*What to work on*. Using the data below, copy every line that contains the word "super".

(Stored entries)

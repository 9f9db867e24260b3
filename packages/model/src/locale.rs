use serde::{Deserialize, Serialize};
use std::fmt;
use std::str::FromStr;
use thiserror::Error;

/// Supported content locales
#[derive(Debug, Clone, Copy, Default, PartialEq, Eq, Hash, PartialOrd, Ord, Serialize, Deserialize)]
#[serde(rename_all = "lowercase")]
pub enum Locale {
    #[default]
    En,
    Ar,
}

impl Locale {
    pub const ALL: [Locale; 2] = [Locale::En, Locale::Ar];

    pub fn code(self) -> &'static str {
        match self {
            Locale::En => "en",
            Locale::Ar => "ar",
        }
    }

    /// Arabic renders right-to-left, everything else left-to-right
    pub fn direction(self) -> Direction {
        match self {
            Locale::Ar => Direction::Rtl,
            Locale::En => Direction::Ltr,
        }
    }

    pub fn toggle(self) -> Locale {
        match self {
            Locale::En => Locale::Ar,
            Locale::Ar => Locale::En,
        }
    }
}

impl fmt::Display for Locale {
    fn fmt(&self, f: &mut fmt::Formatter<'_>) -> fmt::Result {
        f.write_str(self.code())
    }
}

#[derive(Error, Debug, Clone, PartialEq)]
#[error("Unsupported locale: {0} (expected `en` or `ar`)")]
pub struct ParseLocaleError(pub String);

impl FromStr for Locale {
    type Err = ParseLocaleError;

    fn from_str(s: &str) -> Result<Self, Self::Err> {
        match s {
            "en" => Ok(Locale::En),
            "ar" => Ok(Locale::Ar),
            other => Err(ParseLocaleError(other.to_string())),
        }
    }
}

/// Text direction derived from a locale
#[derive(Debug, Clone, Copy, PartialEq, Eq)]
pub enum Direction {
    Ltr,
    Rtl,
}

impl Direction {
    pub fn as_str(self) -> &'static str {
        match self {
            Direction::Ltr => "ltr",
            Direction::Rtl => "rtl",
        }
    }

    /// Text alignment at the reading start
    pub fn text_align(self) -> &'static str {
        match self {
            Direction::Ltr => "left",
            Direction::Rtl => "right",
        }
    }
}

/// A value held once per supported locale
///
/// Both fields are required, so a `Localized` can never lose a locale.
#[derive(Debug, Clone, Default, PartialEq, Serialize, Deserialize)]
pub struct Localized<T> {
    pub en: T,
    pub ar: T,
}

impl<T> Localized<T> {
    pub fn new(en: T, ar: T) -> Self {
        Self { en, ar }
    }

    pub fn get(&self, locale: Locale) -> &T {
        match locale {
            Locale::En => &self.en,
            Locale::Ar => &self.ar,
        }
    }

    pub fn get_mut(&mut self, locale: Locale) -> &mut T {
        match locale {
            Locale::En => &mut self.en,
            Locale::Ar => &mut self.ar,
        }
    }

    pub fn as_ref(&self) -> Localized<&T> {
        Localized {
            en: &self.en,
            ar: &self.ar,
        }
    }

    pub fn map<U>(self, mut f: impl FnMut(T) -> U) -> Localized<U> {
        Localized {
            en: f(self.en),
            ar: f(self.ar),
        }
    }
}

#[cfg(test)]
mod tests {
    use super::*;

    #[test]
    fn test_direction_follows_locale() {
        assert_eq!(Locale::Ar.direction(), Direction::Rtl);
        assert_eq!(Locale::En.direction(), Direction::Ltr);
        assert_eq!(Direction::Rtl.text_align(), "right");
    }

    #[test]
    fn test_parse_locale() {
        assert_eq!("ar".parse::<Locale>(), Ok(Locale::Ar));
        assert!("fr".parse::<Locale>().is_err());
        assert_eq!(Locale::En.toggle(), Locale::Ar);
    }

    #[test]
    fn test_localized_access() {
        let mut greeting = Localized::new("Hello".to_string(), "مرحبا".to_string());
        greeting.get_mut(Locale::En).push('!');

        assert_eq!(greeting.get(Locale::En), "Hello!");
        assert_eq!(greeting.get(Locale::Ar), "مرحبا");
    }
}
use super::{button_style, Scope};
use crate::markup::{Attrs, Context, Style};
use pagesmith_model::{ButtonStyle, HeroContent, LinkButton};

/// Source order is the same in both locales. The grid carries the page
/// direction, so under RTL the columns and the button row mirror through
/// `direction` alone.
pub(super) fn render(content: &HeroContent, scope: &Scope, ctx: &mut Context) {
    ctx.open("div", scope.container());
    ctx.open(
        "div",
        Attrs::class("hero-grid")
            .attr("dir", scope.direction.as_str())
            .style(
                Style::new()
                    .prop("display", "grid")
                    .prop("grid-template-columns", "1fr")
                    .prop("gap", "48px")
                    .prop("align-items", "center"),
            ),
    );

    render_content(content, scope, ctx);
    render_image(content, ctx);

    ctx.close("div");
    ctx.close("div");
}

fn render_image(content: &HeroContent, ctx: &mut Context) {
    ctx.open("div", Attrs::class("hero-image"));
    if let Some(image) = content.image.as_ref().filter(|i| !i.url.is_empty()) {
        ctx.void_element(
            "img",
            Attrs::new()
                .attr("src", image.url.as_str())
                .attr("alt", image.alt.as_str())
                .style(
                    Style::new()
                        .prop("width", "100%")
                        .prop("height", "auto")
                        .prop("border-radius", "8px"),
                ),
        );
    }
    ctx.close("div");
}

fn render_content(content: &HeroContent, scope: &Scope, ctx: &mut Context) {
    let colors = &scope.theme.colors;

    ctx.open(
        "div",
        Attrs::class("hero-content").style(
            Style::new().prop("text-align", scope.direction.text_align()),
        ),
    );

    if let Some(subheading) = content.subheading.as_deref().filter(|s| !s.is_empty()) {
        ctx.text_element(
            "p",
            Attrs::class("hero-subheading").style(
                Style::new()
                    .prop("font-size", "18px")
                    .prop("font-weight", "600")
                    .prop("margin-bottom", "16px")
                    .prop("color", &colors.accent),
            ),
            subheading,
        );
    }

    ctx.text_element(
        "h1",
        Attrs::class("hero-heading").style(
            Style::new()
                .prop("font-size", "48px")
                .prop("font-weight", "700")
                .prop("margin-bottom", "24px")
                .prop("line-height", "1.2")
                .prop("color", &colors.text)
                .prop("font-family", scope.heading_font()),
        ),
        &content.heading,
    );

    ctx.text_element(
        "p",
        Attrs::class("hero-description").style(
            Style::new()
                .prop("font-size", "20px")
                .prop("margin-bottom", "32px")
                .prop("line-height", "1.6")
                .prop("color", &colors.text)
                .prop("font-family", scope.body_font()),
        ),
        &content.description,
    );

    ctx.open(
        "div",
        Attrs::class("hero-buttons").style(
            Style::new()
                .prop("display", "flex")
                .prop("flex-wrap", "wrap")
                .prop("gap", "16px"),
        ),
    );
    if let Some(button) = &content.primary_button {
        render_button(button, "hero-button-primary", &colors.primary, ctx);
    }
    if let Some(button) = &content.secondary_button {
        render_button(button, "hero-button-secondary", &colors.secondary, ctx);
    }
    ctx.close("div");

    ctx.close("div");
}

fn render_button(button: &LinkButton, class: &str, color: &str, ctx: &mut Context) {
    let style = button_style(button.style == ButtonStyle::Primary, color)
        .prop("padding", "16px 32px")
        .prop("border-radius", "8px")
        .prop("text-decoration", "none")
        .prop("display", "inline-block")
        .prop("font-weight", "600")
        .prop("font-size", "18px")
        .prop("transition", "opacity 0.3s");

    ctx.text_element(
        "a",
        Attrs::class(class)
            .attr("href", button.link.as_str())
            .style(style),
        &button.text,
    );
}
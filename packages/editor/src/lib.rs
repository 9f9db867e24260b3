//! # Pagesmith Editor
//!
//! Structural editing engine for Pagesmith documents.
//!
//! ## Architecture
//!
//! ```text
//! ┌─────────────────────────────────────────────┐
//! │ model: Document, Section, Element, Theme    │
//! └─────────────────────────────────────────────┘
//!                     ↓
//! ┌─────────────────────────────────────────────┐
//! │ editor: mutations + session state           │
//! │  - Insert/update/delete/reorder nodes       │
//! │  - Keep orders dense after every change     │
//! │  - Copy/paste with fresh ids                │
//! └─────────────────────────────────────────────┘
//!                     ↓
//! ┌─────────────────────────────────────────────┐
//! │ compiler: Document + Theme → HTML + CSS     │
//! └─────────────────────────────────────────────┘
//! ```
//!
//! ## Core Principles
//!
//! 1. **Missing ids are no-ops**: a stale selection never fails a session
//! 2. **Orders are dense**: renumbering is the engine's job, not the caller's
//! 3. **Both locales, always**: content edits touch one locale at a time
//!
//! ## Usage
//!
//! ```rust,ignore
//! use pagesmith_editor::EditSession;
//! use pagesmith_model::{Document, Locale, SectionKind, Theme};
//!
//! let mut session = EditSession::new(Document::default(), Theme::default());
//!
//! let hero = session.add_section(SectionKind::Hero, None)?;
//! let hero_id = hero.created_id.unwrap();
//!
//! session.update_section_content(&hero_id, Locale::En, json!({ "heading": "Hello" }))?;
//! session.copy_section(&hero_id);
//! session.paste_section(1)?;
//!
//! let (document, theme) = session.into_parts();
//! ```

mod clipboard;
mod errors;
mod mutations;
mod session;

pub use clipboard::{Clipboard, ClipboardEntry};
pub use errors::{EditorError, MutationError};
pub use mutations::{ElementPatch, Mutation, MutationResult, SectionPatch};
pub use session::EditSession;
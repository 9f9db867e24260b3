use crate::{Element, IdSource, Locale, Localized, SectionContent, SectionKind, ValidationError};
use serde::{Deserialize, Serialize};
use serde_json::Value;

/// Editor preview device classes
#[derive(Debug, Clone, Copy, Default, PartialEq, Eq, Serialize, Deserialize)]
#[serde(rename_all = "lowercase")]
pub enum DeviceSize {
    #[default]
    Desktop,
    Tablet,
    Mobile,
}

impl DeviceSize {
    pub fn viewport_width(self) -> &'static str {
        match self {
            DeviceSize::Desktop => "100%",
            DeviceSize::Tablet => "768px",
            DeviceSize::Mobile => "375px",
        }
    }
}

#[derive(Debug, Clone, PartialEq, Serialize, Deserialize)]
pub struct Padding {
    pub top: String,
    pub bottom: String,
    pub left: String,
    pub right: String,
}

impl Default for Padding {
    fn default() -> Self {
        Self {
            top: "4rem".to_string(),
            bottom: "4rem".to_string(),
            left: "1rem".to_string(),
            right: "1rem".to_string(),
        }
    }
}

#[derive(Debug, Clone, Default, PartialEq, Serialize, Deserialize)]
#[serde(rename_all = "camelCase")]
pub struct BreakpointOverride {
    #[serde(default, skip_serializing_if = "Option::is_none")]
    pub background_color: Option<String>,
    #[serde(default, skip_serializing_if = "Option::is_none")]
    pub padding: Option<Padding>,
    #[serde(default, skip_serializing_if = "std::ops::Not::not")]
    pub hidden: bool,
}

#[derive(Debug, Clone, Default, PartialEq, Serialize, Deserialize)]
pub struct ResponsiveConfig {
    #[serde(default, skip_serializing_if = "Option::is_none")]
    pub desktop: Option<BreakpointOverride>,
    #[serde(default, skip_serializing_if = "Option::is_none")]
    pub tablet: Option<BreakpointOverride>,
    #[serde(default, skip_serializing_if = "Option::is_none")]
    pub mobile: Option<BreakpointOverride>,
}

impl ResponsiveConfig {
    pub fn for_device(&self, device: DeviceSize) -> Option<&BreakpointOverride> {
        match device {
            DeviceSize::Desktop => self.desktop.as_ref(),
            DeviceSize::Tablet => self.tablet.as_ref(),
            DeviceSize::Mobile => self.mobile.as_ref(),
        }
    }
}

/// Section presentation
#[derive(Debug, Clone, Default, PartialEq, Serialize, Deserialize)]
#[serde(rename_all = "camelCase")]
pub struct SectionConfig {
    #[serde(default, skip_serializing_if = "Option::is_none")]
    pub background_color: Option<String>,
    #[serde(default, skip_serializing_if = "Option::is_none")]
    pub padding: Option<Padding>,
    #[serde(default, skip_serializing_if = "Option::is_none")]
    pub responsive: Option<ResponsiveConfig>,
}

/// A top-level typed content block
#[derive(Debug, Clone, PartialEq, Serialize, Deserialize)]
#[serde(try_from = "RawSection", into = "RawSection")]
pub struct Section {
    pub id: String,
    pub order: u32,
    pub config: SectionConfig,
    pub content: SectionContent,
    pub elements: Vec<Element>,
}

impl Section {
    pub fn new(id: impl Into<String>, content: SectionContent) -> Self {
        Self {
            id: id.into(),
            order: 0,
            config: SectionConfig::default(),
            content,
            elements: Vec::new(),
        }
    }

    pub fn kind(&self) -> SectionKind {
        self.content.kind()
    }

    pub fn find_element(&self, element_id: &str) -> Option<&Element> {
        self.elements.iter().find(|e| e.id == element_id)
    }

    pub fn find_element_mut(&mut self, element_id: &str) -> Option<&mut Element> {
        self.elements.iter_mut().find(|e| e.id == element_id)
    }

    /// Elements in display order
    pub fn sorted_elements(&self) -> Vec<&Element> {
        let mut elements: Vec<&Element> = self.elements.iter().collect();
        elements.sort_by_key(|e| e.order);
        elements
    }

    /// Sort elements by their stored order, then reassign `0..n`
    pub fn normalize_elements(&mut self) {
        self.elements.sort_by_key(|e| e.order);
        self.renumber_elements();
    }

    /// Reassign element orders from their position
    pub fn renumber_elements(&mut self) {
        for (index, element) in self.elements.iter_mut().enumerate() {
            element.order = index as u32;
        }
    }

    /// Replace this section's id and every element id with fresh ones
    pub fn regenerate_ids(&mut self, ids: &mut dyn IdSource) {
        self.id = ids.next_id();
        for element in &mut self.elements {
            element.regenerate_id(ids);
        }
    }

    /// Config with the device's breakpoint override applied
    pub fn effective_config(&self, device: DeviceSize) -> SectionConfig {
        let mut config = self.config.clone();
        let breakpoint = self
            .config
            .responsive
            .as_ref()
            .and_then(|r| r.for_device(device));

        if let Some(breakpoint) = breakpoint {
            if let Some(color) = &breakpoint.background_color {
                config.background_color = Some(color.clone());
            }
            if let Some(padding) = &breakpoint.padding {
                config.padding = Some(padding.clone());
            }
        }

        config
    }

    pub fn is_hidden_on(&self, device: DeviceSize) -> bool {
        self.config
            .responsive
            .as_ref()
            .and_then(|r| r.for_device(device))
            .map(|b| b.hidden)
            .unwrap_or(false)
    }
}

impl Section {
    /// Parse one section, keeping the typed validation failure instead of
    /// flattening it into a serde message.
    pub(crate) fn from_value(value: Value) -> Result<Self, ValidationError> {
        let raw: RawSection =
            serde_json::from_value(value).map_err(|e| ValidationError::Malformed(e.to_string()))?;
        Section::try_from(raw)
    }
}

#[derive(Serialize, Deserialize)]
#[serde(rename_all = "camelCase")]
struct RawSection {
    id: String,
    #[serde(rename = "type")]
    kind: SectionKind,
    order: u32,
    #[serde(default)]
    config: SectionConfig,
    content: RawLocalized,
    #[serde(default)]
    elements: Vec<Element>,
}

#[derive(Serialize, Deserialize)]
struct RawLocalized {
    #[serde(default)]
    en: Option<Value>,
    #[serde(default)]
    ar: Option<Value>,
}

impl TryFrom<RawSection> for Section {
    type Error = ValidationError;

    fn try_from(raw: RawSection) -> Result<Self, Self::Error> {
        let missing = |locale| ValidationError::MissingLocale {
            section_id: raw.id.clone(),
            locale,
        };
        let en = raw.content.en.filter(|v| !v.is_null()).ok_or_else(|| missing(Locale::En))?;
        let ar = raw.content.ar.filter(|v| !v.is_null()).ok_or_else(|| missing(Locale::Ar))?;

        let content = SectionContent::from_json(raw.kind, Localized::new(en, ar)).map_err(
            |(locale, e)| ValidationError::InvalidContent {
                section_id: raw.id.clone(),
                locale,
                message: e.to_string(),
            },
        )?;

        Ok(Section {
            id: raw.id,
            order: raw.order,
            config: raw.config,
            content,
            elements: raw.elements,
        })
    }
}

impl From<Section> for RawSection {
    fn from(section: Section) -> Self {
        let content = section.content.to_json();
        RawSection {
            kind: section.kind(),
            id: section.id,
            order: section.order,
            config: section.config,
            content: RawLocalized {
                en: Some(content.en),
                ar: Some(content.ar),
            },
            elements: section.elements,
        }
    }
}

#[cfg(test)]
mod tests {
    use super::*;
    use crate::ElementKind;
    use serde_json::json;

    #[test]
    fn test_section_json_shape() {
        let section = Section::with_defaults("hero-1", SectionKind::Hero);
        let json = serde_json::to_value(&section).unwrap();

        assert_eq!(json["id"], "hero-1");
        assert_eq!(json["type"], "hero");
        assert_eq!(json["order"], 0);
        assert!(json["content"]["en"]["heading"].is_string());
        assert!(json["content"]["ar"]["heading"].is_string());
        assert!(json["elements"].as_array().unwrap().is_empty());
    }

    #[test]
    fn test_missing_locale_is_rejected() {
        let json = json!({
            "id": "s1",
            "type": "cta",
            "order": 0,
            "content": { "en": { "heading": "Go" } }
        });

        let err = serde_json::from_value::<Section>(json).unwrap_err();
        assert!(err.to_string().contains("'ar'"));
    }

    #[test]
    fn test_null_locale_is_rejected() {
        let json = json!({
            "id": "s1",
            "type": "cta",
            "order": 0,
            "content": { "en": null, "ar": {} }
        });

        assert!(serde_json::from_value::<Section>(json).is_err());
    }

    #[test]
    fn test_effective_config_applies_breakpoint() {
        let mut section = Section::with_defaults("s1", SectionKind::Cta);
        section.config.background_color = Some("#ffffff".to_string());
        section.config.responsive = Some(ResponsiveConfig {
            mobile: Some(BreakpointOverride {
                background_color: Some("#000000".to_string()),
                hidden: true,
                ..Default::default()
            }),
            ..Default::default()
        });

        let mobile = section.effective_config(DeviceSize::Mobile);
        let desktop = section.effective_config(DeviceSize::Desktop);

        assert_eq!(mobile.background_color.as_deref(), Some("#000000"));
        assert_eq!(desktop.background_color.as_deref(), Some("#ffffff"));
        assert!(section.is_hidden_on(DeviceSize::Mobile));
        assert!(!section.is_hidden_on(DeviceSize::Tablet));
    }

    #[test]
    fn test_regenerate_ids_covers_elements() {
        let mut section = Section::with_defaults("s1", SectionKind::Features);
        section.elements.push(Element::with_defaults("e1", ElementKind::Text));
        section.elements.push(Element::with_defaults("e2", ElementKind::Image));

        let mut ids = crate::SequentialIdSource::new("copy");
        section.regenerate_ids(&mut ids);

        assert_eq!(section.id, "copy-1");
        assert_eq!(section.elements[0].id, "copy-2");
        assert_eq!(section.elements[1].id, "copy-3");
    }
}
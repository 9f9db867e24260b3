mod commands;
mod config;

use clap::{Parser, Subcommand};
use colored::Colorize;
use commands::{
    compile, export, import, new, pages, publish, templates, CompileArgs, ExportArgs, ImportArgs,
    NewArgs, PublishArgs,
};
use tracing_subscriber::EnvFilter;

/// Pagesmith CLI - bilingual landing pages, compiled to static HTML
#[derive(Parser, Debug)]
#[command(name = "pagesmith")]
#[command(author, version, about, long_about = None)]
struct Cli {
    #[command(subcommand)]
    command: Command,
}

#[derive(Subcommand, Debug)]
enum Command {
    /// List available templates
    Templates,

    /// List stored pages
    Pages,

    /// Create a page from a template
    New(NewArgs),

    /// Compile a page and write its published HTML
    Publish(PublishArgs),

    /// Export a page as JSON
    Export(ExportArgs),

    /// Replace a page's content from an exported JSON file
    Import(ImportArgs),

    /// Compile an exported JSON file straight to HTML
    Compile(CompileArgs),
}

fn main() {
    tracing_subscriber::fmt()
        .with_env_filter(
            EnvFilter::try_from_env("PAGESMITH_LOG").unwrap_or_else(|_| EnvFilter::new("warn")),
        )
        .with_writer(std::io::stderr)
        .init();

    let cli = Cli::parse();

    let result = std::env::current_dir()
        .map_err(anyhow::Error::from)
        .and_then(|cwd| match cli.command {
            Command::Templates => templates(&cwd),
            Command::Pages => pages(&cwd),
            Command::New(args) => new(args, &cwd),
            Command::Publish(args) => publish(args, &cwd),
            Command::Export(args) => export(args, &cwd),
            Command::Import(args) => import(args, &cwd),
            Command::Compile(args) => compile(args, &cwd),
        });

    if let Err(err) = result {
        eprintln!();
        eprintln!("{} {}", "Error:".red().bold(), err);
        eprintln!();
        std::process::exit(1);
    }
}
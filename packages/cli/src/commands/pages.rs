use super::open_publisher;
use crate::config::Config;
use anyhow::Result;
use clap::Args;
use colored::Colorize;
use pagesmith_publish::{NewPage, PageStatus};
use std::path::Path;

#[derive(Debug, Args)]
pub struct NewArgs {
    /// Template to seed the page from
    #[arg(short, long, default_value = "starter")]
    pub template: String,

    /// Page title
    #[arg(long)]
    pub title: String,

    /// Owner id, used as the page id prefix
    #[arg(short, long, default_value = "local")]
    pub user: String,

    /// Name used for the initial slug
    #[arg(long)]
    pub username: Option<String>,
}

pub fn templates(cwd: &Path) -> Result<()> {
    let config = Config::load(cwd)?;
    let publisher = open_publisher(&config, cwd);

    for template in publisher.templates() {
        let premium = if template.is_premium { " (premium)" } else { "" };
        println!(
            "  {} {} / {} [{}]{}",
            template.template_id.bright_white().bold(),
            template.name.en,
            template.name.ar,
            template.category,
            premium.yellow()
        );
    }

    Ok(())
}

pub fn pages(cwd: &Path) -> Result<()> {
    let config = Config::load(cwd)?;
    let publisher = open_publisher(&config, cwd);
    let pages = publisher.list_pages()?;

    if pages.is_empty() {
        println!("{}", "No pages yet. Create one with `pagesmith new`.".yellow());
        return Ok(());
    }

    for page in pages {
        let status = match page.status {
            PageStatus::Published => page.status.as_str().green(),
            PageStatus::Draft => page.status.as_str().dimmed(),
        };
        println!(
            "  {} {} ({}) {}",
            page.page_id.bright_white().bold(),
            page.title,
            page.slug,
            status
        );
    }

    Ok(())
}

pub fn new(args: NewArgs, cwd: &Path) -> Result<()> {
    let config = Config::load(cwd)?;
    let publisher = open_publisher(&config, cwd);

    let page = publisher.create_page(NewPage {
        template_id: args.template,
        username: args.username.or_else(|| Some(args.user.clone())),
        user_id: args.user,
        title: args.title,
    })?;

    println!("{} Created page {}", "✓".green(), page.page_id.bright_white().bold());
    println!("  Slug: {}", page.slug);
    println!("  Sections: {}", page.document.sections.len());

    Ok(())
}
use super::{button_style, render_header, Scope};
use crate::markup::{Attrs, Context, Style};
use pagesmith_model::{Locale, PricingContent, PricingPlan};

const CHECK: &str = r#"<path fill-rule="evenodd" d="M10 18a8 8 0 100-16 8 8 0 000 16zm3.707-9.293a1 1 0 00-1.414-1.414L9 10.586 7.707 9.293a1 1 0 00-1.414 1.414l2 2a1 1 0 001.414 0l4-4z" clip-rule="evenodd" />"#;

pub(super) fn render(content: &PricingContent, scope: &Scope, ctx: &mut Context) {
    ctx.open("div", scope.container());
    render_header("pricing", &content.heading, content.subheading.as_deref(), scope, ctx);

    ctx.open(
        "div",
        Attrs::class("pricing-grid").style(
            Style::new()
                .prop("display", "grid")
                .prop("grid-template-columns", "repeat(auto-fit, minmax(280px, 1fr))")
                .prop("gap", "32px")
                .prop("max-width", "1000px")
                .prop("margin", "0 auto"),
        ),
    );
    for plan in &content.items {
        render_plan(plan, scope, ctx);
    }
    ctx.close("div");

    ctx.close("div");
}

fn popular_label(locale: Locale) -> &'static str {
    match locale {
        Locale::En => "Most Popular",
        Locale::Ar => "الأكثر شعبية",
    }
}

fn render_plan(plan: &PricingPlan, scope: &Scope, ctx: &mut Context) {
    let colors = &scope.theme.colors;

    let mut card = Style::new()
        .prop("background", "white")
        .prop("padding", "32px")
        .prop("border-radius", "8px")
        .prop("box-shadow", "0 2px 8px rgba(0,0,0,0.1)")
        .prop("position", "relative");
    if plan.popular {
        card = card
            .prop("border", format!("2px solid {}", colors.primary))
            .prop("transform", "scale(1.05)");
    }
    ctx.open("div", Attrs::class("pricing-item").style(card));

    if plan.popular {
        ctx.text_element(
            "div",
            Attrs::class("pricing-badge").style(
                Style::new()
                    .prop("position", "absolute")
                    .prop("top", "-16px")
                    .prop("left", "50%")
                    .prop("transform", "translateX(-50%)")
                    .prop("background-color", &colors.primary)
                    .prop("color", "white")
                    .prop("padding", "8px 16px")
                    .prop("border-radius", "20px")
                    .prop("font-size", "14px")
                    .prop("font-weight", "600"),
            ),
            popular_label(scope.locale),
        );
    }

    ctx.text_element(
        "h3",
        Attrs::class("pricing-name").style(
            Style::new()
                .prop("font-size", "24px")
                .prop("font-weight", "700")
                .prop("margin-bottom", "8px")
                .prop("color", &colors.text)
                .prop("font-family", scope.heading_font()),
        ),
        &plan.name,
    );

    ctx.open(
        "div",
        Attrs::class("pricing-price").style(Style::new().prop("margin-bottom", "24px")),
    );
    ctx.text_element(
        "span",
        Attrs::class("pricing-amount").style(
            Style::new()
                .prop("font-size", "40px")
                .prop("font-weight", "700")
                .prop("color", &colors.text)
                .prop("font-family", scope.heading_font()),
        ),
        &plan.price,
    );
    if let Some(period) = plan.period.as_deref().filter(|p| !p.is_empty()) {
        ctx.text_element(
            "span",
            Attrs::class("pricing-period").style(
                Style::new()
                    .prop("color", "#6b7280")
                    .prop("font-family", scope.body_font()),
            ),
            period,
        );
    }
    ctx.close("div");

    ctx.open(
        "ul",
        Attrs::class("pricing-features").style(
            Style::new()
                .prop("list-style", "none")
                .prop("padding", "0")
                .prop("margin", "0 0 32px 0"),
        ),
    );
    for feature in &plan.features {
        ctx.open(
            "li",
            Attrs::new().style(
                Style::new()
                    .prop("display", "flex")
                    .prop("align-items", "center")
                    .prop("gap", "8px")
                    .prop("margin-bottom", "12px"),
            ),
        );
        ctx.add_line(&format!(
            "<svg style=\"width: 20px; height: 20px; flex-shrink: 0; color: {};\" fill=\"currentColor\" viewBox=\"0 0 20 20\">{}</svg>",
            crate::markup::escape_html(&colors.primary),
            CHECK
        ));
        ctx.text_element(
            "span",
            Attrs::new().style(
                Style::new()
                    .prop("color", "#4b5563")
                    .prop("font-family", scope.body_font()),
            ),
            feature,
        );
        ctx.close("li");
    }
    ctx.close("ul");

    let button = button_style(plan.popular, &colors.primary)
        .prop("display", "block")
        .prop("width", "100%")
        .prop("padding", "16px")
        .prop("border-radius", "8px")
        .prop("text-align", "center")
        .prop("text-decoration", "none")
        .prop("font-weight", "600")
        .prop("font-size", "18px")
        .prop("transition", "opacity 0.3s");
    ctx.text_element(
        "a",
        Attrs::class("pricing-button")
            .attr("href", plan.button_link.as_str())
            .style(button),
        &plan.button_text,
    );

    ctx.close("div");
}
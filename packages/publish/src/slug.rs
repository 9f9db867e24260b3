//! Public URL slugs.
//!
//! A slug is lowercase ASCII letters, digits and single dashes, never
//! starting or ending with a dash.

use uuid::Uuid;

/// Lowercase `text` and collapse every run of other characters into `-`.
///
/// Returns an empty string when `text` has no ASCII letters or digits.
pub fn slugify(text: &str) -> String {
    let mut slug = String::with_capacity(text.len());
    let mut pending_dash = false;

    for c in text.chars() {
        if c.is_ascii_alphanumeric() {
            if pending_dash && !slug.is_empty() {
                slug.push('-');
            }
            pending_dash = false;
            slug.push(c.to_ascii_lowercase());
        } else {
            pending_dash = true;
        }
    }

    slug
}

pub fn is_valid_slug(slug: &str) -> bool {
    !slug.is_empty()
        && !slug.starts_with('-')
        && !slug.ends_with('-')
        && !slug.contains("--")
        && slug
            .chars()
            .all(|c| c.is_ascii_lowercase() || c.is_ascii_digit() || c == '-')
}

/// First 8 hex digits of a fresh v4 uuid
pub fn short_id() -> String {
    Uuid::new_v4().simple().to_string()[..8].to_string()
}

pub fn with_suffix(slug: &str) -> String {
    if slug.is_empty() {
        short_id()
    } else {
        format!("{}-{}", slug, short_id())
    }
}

*Answer area*.
    use super::*;
use super::{button_style, Scope};
pub(super) fn render(content: &HeroContent, scope: &Scope, ctx: &mut Context) {
    use super::*;
use super::open_publisher;
use super::{button_style, render_header, Scope};
pub(super) fn render(content: &PricingContent, scope: &Scope, ctx: &mut Context) {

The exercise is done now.